There’s an open access paper/preprint on Y chromosomal lineages that just came out, A calibrated human Y-chromosomal phylogeny based on resequencing. Since it is open access you can read the whole thing (it’s short). Let me quote from the discussion:
Nevertheless, the rapid expansion of R1b (and possibly I1) in Europe contrasts with the less starlike expansion of E1b1a in Africa, which has been associated with the spread of farming, ironworking and Bantu languages in Africa over the last 5,000 years (Berniell-Lee et al. 2009). Both R1b and E1b1a samples are from a mixture of indigenous donors (from Europe and Africa, respectively) and admixed American donors, so sampling strategy does not provide an obvious explanation for the difference. Instead, the different phylogenetic structure, with far more resolution of the individual E1a1a branches, may reflect expansion starting from a larger and more diverse population, and thus retaining more ancestral diversity.
Over at Dienekes blog he has a post up about the extraction of R1b from a male who lived in Germany 4-5,000 in the past. This is important because R1b is one of the two most common male lineages (on the Y chromosome, passed from father to son) in Europe, and, it has inexplicably been underrepresented or absent in the ancient DNA samples. The other modal lineage is R1a (it too is underrepresented).
I have a pretty good grasp of variation on the autosomal dimension. A modest familiarity with uniparental lineages, Y and mtDNA. And finally, a rather weak understanding of archaeological patterns. Since mtDNA tends to be found at very high concentrations in subfossil remains you’ll get a good yield of that in the near future (as in the paper Dienekes covers). Y chromosomal information is more difficult. The problem with autosomal information is that you need more of it to make robust genealogical inferences (due to confounding with selection, as well as recombination breaking apart haplotypes), though if you manage to hit a functional region that can be very informative.

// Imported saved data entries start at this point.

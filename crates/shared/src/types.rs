//! Common types used across linesync

use serde::{Deserialize, Serialize};
use std::fmt;
use time::{Duration, OffsetDateTime};
use uuid::Uuid;

use crate::error::ValidationError;

// =============================================================================
// ID Wrappers
// =============================================================================

macro_rules! uuid_id {
    ($(#[$meta:meta])* $name:ident) => {
        $(#[$meta])*
        #[derive(Debug, Clone, Copy, PartialEq, Eq, PartialOrd, Ord, Hash, Serialize, Deserialize)]
        #[serde(transparent)]
        pub struct $name(pub Uuid);

        impl $name {
            pub fn new() -> Self {
                Self(Uuid::new_v4())
            }
        }

        impl Default for $name {
            fn default() -> Self {
                Self::new()
            }
        }

        impl From<Uuid> for $name {
            fn from(id: Uuid) -> Self {
                Self(id)
            }
        }

        impl fmt::Display for $name {
            fn fmt(&self, f: &mut fmt::Formatter<'_>) -> fmt::Result {
                self.0.fmt(f)
            }
        }
    };
}

uuid_id!(
    /// Customer ID wrapper
    CustomerId
);
uuid_id!(
    /// Subscription ID wrapper
    SubscriptionId
);
uuid_id!(
    /// Subscription phase ID wrapper
    PhaseId
);
uuid_id!(
    /// Subscription item (one version of an item key) ID wrapper
    ItemId
);
uuid_id!(
    /// Invoice ID wrapper
    InvoiceId
);
uuid_id!(
    /// Invoice line ID wrapper
    LineId
);

/// Tenant namespace. Every persisted record is scoped to one.
#[derive(Debug, Clone, PartialEq, Eq, PartialOrd, Ord, Hash, Serialize, Deserialize)]
#[serde(transparent)]
pub struct Namespace(String);

impl Namespace {
    pub fn new(value: impl Into<String>) -> Result<Self, ValidationError> {
        let value = value.into();
        if value.trim().is_empty() {
            return Err(ValidationError::EmptyNamespace);
        }
        Ok(Self(value))
    }

    pub fn as_str(&self) -> &str {
        &self.0
    }
}

impl fmt::Display for Namespace {
    fn fmt(&self, f: &mut fmt::Formatter<'_>) -> fmt::Result {
        f.write_str(&self.0)
    }
}

// =============================================================================
// Periods
// =============================================================================

/// Half-open time range `[start, end)`.
#[derive(Debug, Clone, Copy, PartialEq, Eq, Hash, Serialize, Deserialize)]
pub struct Period {
    #[serde(with = "time::serde::rfc3339")]
    pub start: OffsetDateTime,
    #[serde(with = "time::serde::rfc3339")]
    pub end: OffsetDateTime,
}

impl Period {
    pub fn new(start: OffsetDateTime, end: OffsetDateTime) -> Self {
        Self { start, end }
    }

    pub fn duration(&self) -> Duration {
        self.end - self.start
    }

    /// A period is empty when it covers no time at all
    pub fn is_empty(&self) -> bool {
        self.end <= self.start
    }

    /// Floor the end of the period to `resolution`. The start is kept as is,
    /// so the result may be empty.
    pub fn truncate_end(&self, resolution: Duration) -> Self {
        Self {
            start: self.start,
            end: truncate_time(self.end, resolution),
        }
    }
}

impl fmt::Display for Period {
    fn fmt(&self, f: &mut fmt::Formatter<'_>) -> fmt::Result {
        write!(f, "[{}, {})", self.start, self.end)
    }
}

/// Floor a timestamp to a multiple of `resolution` since the unix epoch
pub fn truncate_time(at: OffsetDateTime, resolution: Duration) -> OffsetDateTime {
    let step = resolution.whole_nanoseconds();
    if step <= 0 {
        return at;
    }

    let nanos = at.unix_timestamp_nanos();
    let floored = nanos - nanos.rem_euclid(step);

    OffsetDateTime::from_unix_timestamp_nanos(floored)
        .map(|t| t.to_offset(at.offset()))
        .unwrap_or(at)
}
//! Status-gated update of persisted lines from freshly generated content
//!
//! - `Valid` lines only take the period, invoice date and (flat fee) unit
//!   amount from the expected content. Name, tax settings and any manual edit
//!   survive.
//! - `Split` lines were progressively billed; their children are moved along
//!   with a changed period end.
//! - Anything else reaching the diff is corrupt data and aborts the sync.

use time::OffsetDateTime;

use crate::error::{BillingError, BillingResult};
use crate::line::{Line, LineArena, LineInput, LinePricing, LineStatus};

/// Merge `expected` into the arena line at `idx`. Returns the number of split
/// children soft-deleted by a shrink.
pub fn merge_line(
    arena: &mut LineArena,
    idx: usize,
    expected: &LineInput,
    now: OffsetDateTime,
) -> BillingResult<usize> {
    let status = arena
        .get(idx)
        .map(|line| line.status)
        .ok_or_else(|| BillingError::InvariantViolation(format!("line index {idx} out of range")))?;

    match status {
        LineStatus::Valid => {
            if let Some(line) = arena.get_mut(idx) {
                merge_valid(line, expected);
            }
            Ok(0)
        }
        LineStatus::Split => merge_split(arena, idx, expected, now),
        other => Err(BillingError::UnexpectedLineStatus {
            line_id: arena.get(idx).map(|l| l.id).unwrap_or_default(),
            status: other.to_string(),
        }),
    }
}

fn merge_valid(line: &mut Line, expected: &LineInput) {
    line.period = expected.period;
    line.invoice_at = expected.invoice_at;

    if let (LinePricing::FlatFee(current), LinePricing::FlatFee(target)) =
        (&mut line.pricing, &expected.pricing)
    {
        current.per_unit_amount = target.per_unit_amount;
    }

    // Back in scope after an earlier soft delete
    line.deleted_at = None;
}

fn merge_split(
    arena: &mut LineArena,
    idx: usize,
    expected: &LineInput,
    now: OffsetDateTime,
) -> BillingResult<usize> {
    let (parent_id, old_end) = match arena.get(idx) {
        Some(parent) => (parent.id, parent.period.end),
        None => return Ok(0),
    };
    let new_end = expected.period.end;

    let children: Vec<usize> = arena
        .children_of(parent_id)
        .iter()
        .copied()
        .filter(|&c| arena.get(c).is_some_and(|child| !child.is_deleted()))
        .collect();
    let mut deleted = 0;

    if new_end > old_end {
        let last = children
            .iter()
            .copied()
            .max_by_key(|&c| arena.get(c).map(|child| child.period.end))
            .ok_or_else(|| {
                BillingError::InvariantViolation(format!("split line {parent_id} has no children"))
            })?;

        if let Some(child) = arena.get_mut(last) {
            child.period.end = new_end;
            child.invoice_at = new_end;
        }
    } else if new_end < old_end {
        for c in children {
            let Some(child) = arena.get_mut(c) else {
                continue;
            };

            if child.period.start >= new_end {
                child.deleted_at = Some(now);
                deleted += 1;
                continue;
            }

            if child.period.end > new_end {
                child.period.end = new_end;
                if child.invoice_at > new_end {
                    child.invoice_at = new_end;
                }
            }
        }
    }

    if let Some(parent) = arena.get_mut(idx) {
        parent.period.end = new_end;
        parent.invoice_at = expected.invoice_at;
    }

    Ok(deleted)
}
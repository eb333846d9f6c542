use axum::{
    extract::{Path, Query, State},
    http::StatusCode,
    routing::{get, post},
    Json, Router,
};
use serde::{Deserialize, Serialize};
use std::sync::Arc;
use tower_http::trace::TraceLayer;
use tracing_subscriber::EnvFilter;
use tracing_subscriber::{layer::SubscriberExt, util::SubscriberInitExt};
use uuid::Uuid;

use fundgenius_core::domain::profile::{validate_amount, ClientProfile, Goal, RiskTier};
use fundgenius_core::domain::recommendation::{Allocation, Reconciliation, Selection};
use fundgenius_core::engine::{allocate, build_allocation, Advisor};
use fundgenius_core::error::EngineError;
use fundgenius_core::feeds::{
    manager_notes, IndexQuote, MarketDataSource, NavQuote, NavSource, StaticMarketData,
    StaticNavFeed, StockQuote,
};

const NO_RECOMMENDATION: &str = "no recommendation, consult an advisor";

#[tokio::main]
async fn main() -> anyhow::Result<()> {
    dotenvy::dotenv().ok();

    let settings = fundgenius_core::config::Settings::from_env()?;
    let _sentry_guard = init_sentry(&settings);

    tracing_subscriber::registry()
        .with(EnvFilter::from_default_env())
        .with(tracing_subscriber::fmt::layer())
        .with(sentry_tracing::layer())
        .init();

    let advisor = match settings.build_advisor() {
        Ok(advisor) => advisor,
        Err(e) => {
            sentry_anyhow::capture_anyhow(&e);
            tracing::error!(error = %e, "catalog load failed");
            return Err(e);
        }
    };
    tracing::info!(
        products = advisor.catalog().len(),
        normalize_weights = settings.normalize_weights,
        "catalog ready"
    );

    let state = AppState {
        advisor: Arc::new(advisor),
        market: Arc::new(StaticMarketData),
        navs: Arc::new(StaticNavFeed),
        notes_seed: settings.manager_notes_seed,
        notes_count: settings.manager_notes_count,
    };

    let port: u16 = std::env::var("PORT")
        .ok()
        .and_then(|v| v.parse().ok())
        .unwrap_or(3000);
    let addr = std::net::SocketAddr::from(([0, 0, 0, 0], port));

    tracing::info!(%addr, "api listening");

    let listener = tokio::net::TcpListener::bind(addr).await?;
    axum::serve(listener, app(state))
        .with_graceful_shutdown(shutdown_signal())
        .await?;

    Ok(())
}

fn app(state: AppState) -> Router {
    Router::new()
        .route("/healthz", get(healthz))
        .route("/v1/recommendations", post(post_recommendation))
        .route("/v1/allocations", post(post_allocation))
        .route("/v1/market/indices", get(get_market_indices))
        .route("/v1/market/stocks/:ticker", get(get_stock_quote))
        .route("/v1/navs", get(get_navs))
        .route("/v1/notes", get(get_notes))
        .with_state(state)
        .layer(TraceLayer::new_for_http())
}

async fn healthz() -> &'static str {
    "ok"
}

#[derive(Clone)]
struct AppState {
    advisor: Arc<Advisor>,
    market: Arc<dyn MarketDataSource>,
    navs: Arc<dyn NavSource>,
    notes_seed: u64,
    notes_count: usize,
}

#[derive(Debug, Serialize)]
struct ApiError {
    error: String,
}

type ApiResult<T> = Result<Json<T>, (StatusCode, Json<ApiError>)>;

fn bad_request(err: EngineError) -> (StatusCode, Json<ApiError>) {
    tracing::debug!(error = %err, "rejected request");
    (
        StatusCode::BAD_REQUEST,
        Json(ApiError {
            error: err.to_string(),
        }),
    )
}

fn internal(err: anyhow::Error) -> (StatusCode, Json<ApiError>) {
    sentry_anyhow::capture_anyhow(&err);
    tracing::error!(error = %err, "collaborator failed");
    (
        StatusCode::INTERNAL_SERVER_ERROR,
        Json(ApiError {
            error: "internal error".to_string(),
        }),
    )
}

#[derive(Debug, Deserialize)]
struct RecommendRequest {
    risk_tier: String,
    horizon_years: f64,
    goal: String,
    amount: Option<f64>,
}

#[derive(Debug, Serialize)]
struct AllocationBody {
    lines: Vec<Allocation>,
    reconciliation: Reconciliation,
}

#[derive(Debug, Serialize)]
struct RecommendResponse {
    request_id: Uuid,
    risk_tier: RiskTier,
    category: String,
    selections: Vec<Selection>,
    weight_total: u32,
    #[serde(skip_serializing_if = "Option::is_none")]
    advice: Option<&'static str>,
    #[serde(skip_serializing_if = "Option::is_none")]
    allocation: Option<AllocationBody>,
}

async fn post_recommendation(
    State(state): State<AppState>,
    Json(req): Json<RecommendRequest>,
) -> ApiResult<RecommendResponse> {
    let risk_tier = RiskTier::parse_or_default(&req.risk_tier);
    let goal = req.goal.parse::<Goal>().map_err(bad_request)?;

    let (recommendation, allocation) = match req.amount {
        Some(amount) => {
            let profile =
                ClientProfile::new(risk_tier, req.horizon_years, goal, amount).map_err(bad_request)?;
            let advice = state.advisor.advise(&profile).map_err(bad_request)?;
            let body = AllocationBody {
                lines: advice.allocations,
                reconciliation: advice.reconciliation,
            };
            (advice.recommendation, Some(body))
        }
        None => {
            let recommendation = state
                .advisor
                .recommend(risk_tier, req.horizon_years, goal)
                .map_err(bad_request)?;
            (recommendation, None)
        }
    };

    let request_id = Uuid::new_v4();
    tracing::info!(
        %request_id,
        %risk_tier,
        %goal,
        selections = recommendation.selections.len(),
        "recommendation served"
    );

    Ok(Json(RecommendResponse {
        request_id,
        risk_tier,
        weight_total: recommendation.weight_total(),
        advice: recommendation.is_empty().then_some(NO_RECOMMENDATION),
        category: recommendation.category,
        selections: recommendation.selections,
        allocation,
    }))
}

#[derive(Debug, Deserialize)]
struct AllocateRequest {
    selections: Vec<Selection>,
    amount: f64,
}

async fn post_allocation(Json(req): Json<AllocateRequest>) -> ApiResult<AllocationBody> {
    validate_amount(req.amount).map_err(bad_request)?;
    if let Some(s) = req.selections.iter().find(|s| s.weight > 100) {
        return Err(bad_request(EngineError::invalid_input(
            "weight",
            format!("must be 0..=100 (product={}, got {})", s.name, s.weight),
        )));
    }

    let lines = build_allocation(&req.selections, req.amount);
    let reconciliation = allocate::reconcile(&lines, req.amount);
    Ok(Json(AllocationBody {
        lines,
        reconciliation,
    }))
}

async fn get_market_indices(State(state): State<AppState>) -> ApiResult<Vec<IndexQuote>> {
    let indices = state.market.market_indices().map_err(internal)?;
    tracing::debug!(source = state.market.source_name(), rows = indices.len(), "served market indices");
    Ok(Json(indices))
}

async fn get_stock_quote(
    State(state): State<AppState>,
    Path(ticker): Path<String>,
) -> Result<Json<StockQuote>, (StatusCode, Json<ApiError>)> {
    let quote = state.market.stock_quote(&ticker).map_err(internal)?;
    tracing::debug!(source = state.market.source_name(), %ticker, found = quote.is_some(), "stock quote lookup");
    match quote {
        Some(quote) => Ok(Json(quote)),
        None => Err((
            StatusCode::NOT_FOUND,
            Json(ApiError {
                error: format!("no quote for {ticker}"),
            }),
        )),
    }
}

async fn get_navs(State(state): State<AppState>) -> ApiResult<Vec<NavQuote>> {
    let today = chrono::Utc::now().date_naive();
    let navs = state.navs.latest_navs(today).map_err(internal)?;
    tracing::debug!(source = state.navs.source_name(), %today, rows = navs.len(), "served navs");
    Ok(Json(navs))
}

#[derive(Debug, Deserialize)]
struct NotesQuery {
    seed: Option<u64>,
}

async fn get_notes(
    State(state): State<AppState>,
    Query(query): Query<NotesQuery>,
) -> Json<Vec<&'static str>> {
    let seed = query.seed.unwrap_or(state.notes_seed);
    Json(manager_notes(seed, state.notes_count))
}

async fn shutdown_signal() {
    let _ = tokio::signal::ctrl_c().await;
}

fn init_sentry(settings: &fundgenius_core::config::Settings) -> Option<sentry::ClientInitGuard> {
    let dsn = settings.sentry_dsn.as_deref()?;
    Some(sentry::init((
        dsn,
        sentry::ClientOptions {
            release: sentry::release_name!(),
            ..Default::default()
        },
    )))
}
use anyhow::Result;
use serde::{Deserialize, Serialize};

#[derive(Debug, Clone, PartialEq, Serialize, Deserialize)]
pub struct IndexQuote {
    pub index: String,
    pub value: f64,
    pub change: f64,
    pub change_pct: f64,
}

#[derive(Debug, Clone, PartialEq, Serialize, Deserialize)]
pub struct StockQuote {
    pub symbol: String,
    pub name: String,
    pub current_price: f64,
    pub change: f64,
    pub percent_change: f64,
    pub open: f64,
    pub high: f64,
    pub low: f64,
}

pub trait MarketDataSource: Send + Sync {
    fn source_name(&self) -> &'static str;

    fn market_indices(&self) -> Result<Vec<IndexQuote>>;

    /// `None` when the ticker is not covered.
    fn stock_quote(&self, ticker: &str) -> Result<Option<StockQuote>>;
}

/// Fixed sample quotes until a broker feed is wired in.
#[derive(Debug, Clone, Default)]
pub struct StaticMarketData;

impl MarketDataSource for StaticMarketData {
    fn source_name(&self) -> &'static str {
        "static_sample"
    }

    fn market_indices(&self) -> Result<Vec<IndexQuote>> {
        let rows = [
            ("Nifty 50", 22500.50, 50.25, 0.22),
            ("Sensex", 74500.20, 120.30, 0.16),
            ("Nifty Bank", 48000.75, 80.15, 0.17),
            ("Nifty Next 50", 52000.10, -30.50, -0.06),
        ];
        Ok(rows
            .into_iter()
            .map(|(index, value, change, change_pct)| IndexQuote {
                index: index.to_string(),
                value,
                change,
                change_pct,
            })
            .collect())
    }

    fn stock_quote(&self, ticker: &str) -> Result<Option<StockQuote>> {
        if ticker.trim() != "SBIN.NS" {
            return Ok(None);
        }
        Ok(Some(StockQuote {
            symbol: "SBIN.NS".to_string(),
            name: "State Bank of India".to_string(),
            current_price: 800.50,
            change: 5.20,
            percent_change: 0.65,
            open: 795.00,
            high: 802.00,
            low: 790.00,
        }))
    }
}
use std::fmt;

/// Validation failure raised before the pipeline runs. Empty candidate sets, zero
/// weight totals and rounding drift are not errors and never surface here.
#[derive(Debug, Clone, PartialEq, Eq)]
pub enum EngineError {
    InvalidInput { field: &'static str, detail: String },
}

impl EngineError {
    pub fn invalid_input(field: &'static str, detail: impl Into<String>) -> Self {
        EngineError::InvalidInput {
            field,
            detail: detail.into(),
        }
    }
}

impl fmt::Display for EngineError {
    fn fmt(&self, f: &mut fmt::Formatter<'_>) -> fmt::Result {
        match self {
            EngineError::InvalidInput { field, detail } => {
                write!(f, "invalid input (field={field}): {detail}")
            }
        }
    }
}

impl std::error::Error for EngineError {}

Sometimes in applied fields artistic license is constrained by the necessity of function to particular creative channels. Architecture comes to mind, at least before innovative technologies produced lighter and stronger materials, freeing up form from its straitjacket (whether this was a positive development is a matter of taste). But there’s only so much you can do with your palette when your palette is limited. This can be a bug, or it can be a feature. Science is not art, but in some ways at its heart it’s a story about the universe. The story can be in words or math, no matter, ultimately it’s the human attempt to map nature and make its subtle patterns comprehensible to us in plainer fashion. Some of the human biases in our quest are transparent. Why is there anthropology? A whole discipline devoted to the study of mankind and his nearest biological kin. We don’t peruse the patters with an objective and uninterested eye. We’re shaped by our presuppositions, as well as the constraints of the methods, and the results we have before us. The emergence of a theoretical evolutionary biology in the decades before the molecular revolution after World War II may have been in part simply a function of the fact that there were only so many results one could squeeze out of classical evolutionary genetic techniques, which relied on tracking only a limited set of phenotypes due to large effect mutations in breeding populations. With the rise of molecular evolution you saw the crystallization of theoretical frameworks, such as the neutral theory, to explain the burst of novel results.
Around the year 2000 something similar happened in historical population genetics. The analysis of mtDNA lineages, passed from mother to daughter, had matured, and techniques for typing the Y chromosome had started to catch up, so that a symmetry between the sexes could arise. “Mitochondrial Eve” was now paired with “Y chromosomal Adam.” Though mtDNA and Y lineages were only two direct lines of ancestry, because there was no recombination across much of their sequence it was easy to analyze them within the context of coalescent theory. In contrast, the genealogy of autosomal regions of the genome were confounded by recombination, which mixed & matched the variation in a manner which made reconstruction of past history far more difficult. So we had the technology to extract the genetic variation from mtDNA and the Y chromosome, and, we knew how to model their evolution. The two together produced a genetic time machine.